UPDATE (10/26/12): Within three days of the publication of this blog post, three of the six house sponsors of H.B. 2718 have removed their names from the sponsorship of the bill. The prime sponsor, Rep. RoseMarie Swanger, defended the bill initially, but reversed her position three hours later, saying that she did not check the language of the three-page bill. She has informed the Philadelphia Inquirer that the bill will not go forward in its current form.
By Amal Bass, WLP Staff Attorney (10/23/12)
Led by State Representative RoseMarie Swanger of Lebanon County, lawmakers in Pennsylvania are targeting poor women and children with the introduction of House Bill 2718, which would prevent women who receive benefits under Temporary Assistance to Needy Families (TANF) from receiving an incremental increase in benefits due to the birth of a child. As of October 17, 2012, the bill is in the Human Services Committee.
As the Women’s Law Project discussed in its report, Through the Lens of Equality: Eliminating Sex Bias to Improve the Health of Pennsylvania’s Women, less than 2% of Pennsylvania’s residents receive TANF, and only 17.6% of Pennsylvania’s residents living below the official poverty line receive cash assistance benefits. That latter percentage will be even lower now that Governor Tom Corbett has eliminated General Assistance, the welfare benefit program for individuals who were ineligible for TANF. Most of the families who receive cash assistance through TANF live in counties where the monthly benefit is $403 for a family of three, often not enough for most families to meet their daily expenses.
Instead of helping these families who are struggling to make ends meet, H.B. 2718 seeks to reduce the assistance families receive by preventing a family from receiving additional TANF benefits if that family has a child while receiving benefits or while on a temporary period of ineligibility for TANF. The result is a denial of assistance to the most needy and vulnerable, the newborn children themselves and their families. This harmful bill serves as yet another example of how hypocritical many of Pennsylvania’s politicians are in caring only about “life” before birth and not afterwards.
The bill contains a narrow exception for survivors of rape and incest that is so fraught with conditions that it is unlikely that many survivors will be able to avail themselves of it. It is largely an empty gesture grounded in insulting beliefs about survivors of sexual violence. H.B. 2718 does not use the term “legitimate rape” explicitly, the term used by Republican Todd Akin in support of his inaccurate and ignorant argument that women cannot become pregnant as the result of a rape, but it is built upon similar stereotypes of rape survivors.

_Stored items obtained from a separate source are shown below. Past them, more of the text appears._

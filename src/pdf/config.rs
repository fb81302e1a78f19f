//! Configuration for PDF export

use std::fmt;
use std::time::Duration;

use crate::style::ResolvedPageMargins;

/// Paper size passed to the rasterizer
#[derive(Debug, Clone, Copy, PartialEq, Eq, Default)]
pub enum PaperFormat {
    #[default]
    A4,
    Letter,
}

impl PaperFormat {
    /// Lenient parse: `letter` in any case is Letter, anything else is A4
    pub fn parse_lenient(s: &str) -> Self {
        if s.trim().eq_ignore_ascii_case("letter") {
            PaperFormat::Letter
        } else {
            PaperFormat::A4
        }
    }

    /// Value for the CSS `@page { size }` property
    pub fn css_size(self) -> &'static str {
        match self {
            PaperFormat::A4 => "A4",
            PaperFormat::Letter => "letter",
        }
    }
}

impl fmt::Display for PaperFormat {
    fn fmt(&self, f: &mut fmt::Formatter<'_>) -> fmt::Result {
        match self {
            PaperFormat::A4 => f.write_str("A4"),
            PaperFormat::Letter => f.write_str("Letter"),
        }
    }
}

/// Configuration options for PDF export
#[derive(Debug, Clone, PartialEq)]
pub struct PdfOptions {
    pub format: PaperFormat,

    /// Print background colours and images
    pub print_background: bool,

    /// Page margins in pixels
    pub margins: ResolvedPageMargins,

    /// Time allowed for layout and font loading before capture
    pub settle_delay: Duration,
}

impl Default for PdfOptions {
    fn default() -> Self {
        Self {
            format: PaperFormat::A4,
            print_background: true,
            margins: ResolvedPageMargins::default(),
            settle_delay: Duration::from_millis(300),
        }
    }
}

impl PdfOptions {
    /// Create a new configuration with default values
    pub fn new() -> Self {
        Self::default()
    }

    /// Set the paper format
    pub fn with_format(mut self, format: PaperFormat) -> Self {
        self.format = format;
        self
    }

    /// Set whether backgrounds are printed
    pub fn with_background(mut self, print_background: bool) -> Self {
        self.print_background = print_background;
        self
    }

    /// Set the page margins
    pub fn with_margins(mut self, margins: ResolvedPageMargins) -> Self {
        self.margins = margins;
        self
    }

    /// Set the settle delay before capture
    pub fn with_settle_delay(mut self, delay: Duration) -> Self {
        self.settle_delay = delay;
        self
    }
}
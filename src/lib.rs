//! cvault - Render YAML resumes to styled HTML and PDF
//!
//! This library provides the resume model, a YAML loader, style resolution,
//! section renderers, a CSS generator and a PDF export seam.
//!
//! # Example
//!
//! ```rust
//! use cvault::{generate_html, parse_resume, GenerateOptions};
//!
//! let resume = parse_resume(
//!     "contact:\n  fullName: Ada Lovelace\n  email: ada@example.com\n",
//! )
//! .unwrap();
//! let html = generate_html(&resume, &GenerateOptions::new());
//! assert!(html.contains("<title>Ada Lovelace - Resume</title>"));
//! ```

pub mod error;
pub mod generator;
pub mod loader;
pub mod pdf;
pub mod resume;
pub mod sections;
pub mod style;
pub mod template;
pub mod title;

pub use error::LoadError;
pub use generator::{
    generate_html, generate_html_with_registry, indent_block, resolved_style_for, GenerateOptions,
};
pub use loader::{load_resume, parse_resume};
pub use pdf::{export_pdf, ChromeRasterizer, ExportError, PaperFormat, PdfOptions, Rasterizer};
pub use resume::Resume;
pub use sections::{Section, TitledSection};
pub use style::{generate_css, resolve_style, ResolvedStyle, StyleOptions};
pub use template::{Template, TemplateError, TemplateRegistry};
pub use title::TitleResolver;

use thiserror::Error;

/// Errors from any stage of the resume pipeline
#[derive(Debug, Error)]
pub enum Error {
    /// Error while loading the resume document
    #[error(transparent)]
    Load(#[from] LoadError),

    /// Error while loading or registering a template
    #[error("template error: {0}")]
    Template(#[from] TemplateError),

    /// Error while exporting a PDF
    #[error("PDF export failed: {0}")]
    Export(#[from] ExportError),

    /// Error while writing output
    #[error("failed to write {}: {source}", path.display())]
    Write {
        path: std::path::PathBuf,
        #[source]
        source: std::io::Error,
    },
}
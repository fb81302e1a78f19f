use crate::resume::{non_empty, Education};

use super::markup::{text_element, MarkupBuilder};
use super::{item_class, titled_section, SectionContext, TitledSection};

const SEPARATOR: &str = r#"<span class="separator">|</span>"#;

fn render_entry(builder: &mut MarkupBuilder, education: &Education, inline: bool) {
    builder.open(format!(
        r#"<div class="{}">"#,
        item_class("education-item", inline)
    ));
    builder.line(text_element("h3", None, &education.degree));

    let institution = text_element("span", Some("institution"), &education.institution);
    let year = text_element("span", Some("year"), &education.year);
    if inline {
        builder.line(SEPARATOR);
        builder.line(institution);
        builder.line(SEPARATOR);
        builder.line(year);
    } else {
        builder.open(r#"<div class="meta-info">"#);
        builder.line(institution);
        builder.line(SEPARATOR);
        builder.line(year);
        builder.close("</div>");
    }

    builder.close("</div>");
}

pub(super) fn render(ctx: &SectionContext<'_>) -> String {
    let Some(entries) = non_empty(&ctx.resume.education) else {
        return String::new();
    };

    titled_section(ctx, TitledSection::Education, |builder| {
        for entry in entries {
            render_entry(builder, entry, ctx.style.inline_education);
        }
    })
}
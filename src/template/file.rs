//! Loading template definitions from TOML

use std::path::Path;

use serde::Deserialize;

use crate::resume::SectionTitles;
use crate::sections::Section;
use crate::style::StyleOptions;

use super::registry::{Template, TemplateDefaults, TemplateError};

/// TOML structure for deserializing templates
#[derive(Deserialize)]
#[serde(rename_all = "camelCase")]
struct TomlTemplate {
    id: String,
    name: Option<String>,
    sections: Option<Vec<Section>>,
    style: Option<StyleOptions>,
    section_titles: Option<SectionTitles>,
}

impl Template {
    /// Load a template from a TOML file
    pub fn from_file(path: &Path) -> Result<Self, TemplateError> {
        let content = std::fs::read_to_string(path).map_err(|source| TemplateError::Read {
            path: path.to_path_buf(),
            source,
        })?;
        Self::from_toml_str(&content)
    }

    /// Load a template from a TOML string
    ///
    /// Keys follow the resume document: `[style]` takes the same knobs as a
    /// resume's `style` block and `[sectionTitles]` the same overrides.
    pub fn from_toml_str(content: &str) -> Result<Self, TemplateError> {
        let parsed: TomlTemplate = toml::from_str(content)?;

        let template = Template {
            name: parsed.name.unwrap_or_else(|| parsed.id.clone()),
            id: parsed.id,
            sections: parsed
                .sections
                .unwrap_or_else(|| Section::DEFAULT_ORDER.to_vec()),
            defaults: TemplateDefaults {
                style: parsed.style,
                section_titles: parsed.section_titles,
            },
        };
        template.validate()?;
        Ok(template)
    }
}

In essence, this legislation creates a “legitimate rape” test based on misconceptions of how “real” rape victims behave, a test that determines whether a family may receive the incremental increase in benefits after the birth of a child. If this legislation passes, a woman who is pregnant as a result of rape must send a signed statement to the Department of Public Welfare stating:
 that she was a victim of rape or incest…  that she reported the crime, including the identity of the offender, if known, to a law enforcement agency or  in the case of incest where a pregnant minor is the victim, to the county child protective service agency… stating the name of the law enforcement agency or child protective service agency to which the report was made and the date such report was made.
This bill presumes that “real” rape victims report the crime to police and will have no trouble disclosing the details of the crime to the Department of Public Welfare, when research shows us that many victims never inform the police for a wide variety of reasons. For example, as the Women’s Law Project wrote in its amicus brief in Reedy v. Evanson:
Decades of research has documented the fact that the vast majority of sexual assault victims do not report their sexual assault to police… Some of the most common reasons that victims give for not reporting are their fears that their report will not be taken seriously, they will not be believed, or they will be seen as responsible for their own assault. (internal citations omitted).
H.B. 2718 fails to reflect this reality of sexual assault, resulting in harm to survivors who become pregnant as a result of violence.
Pennsylvania’s women and children need laws that do not penalize and stereotype them. H.B. 2718 must be defeated.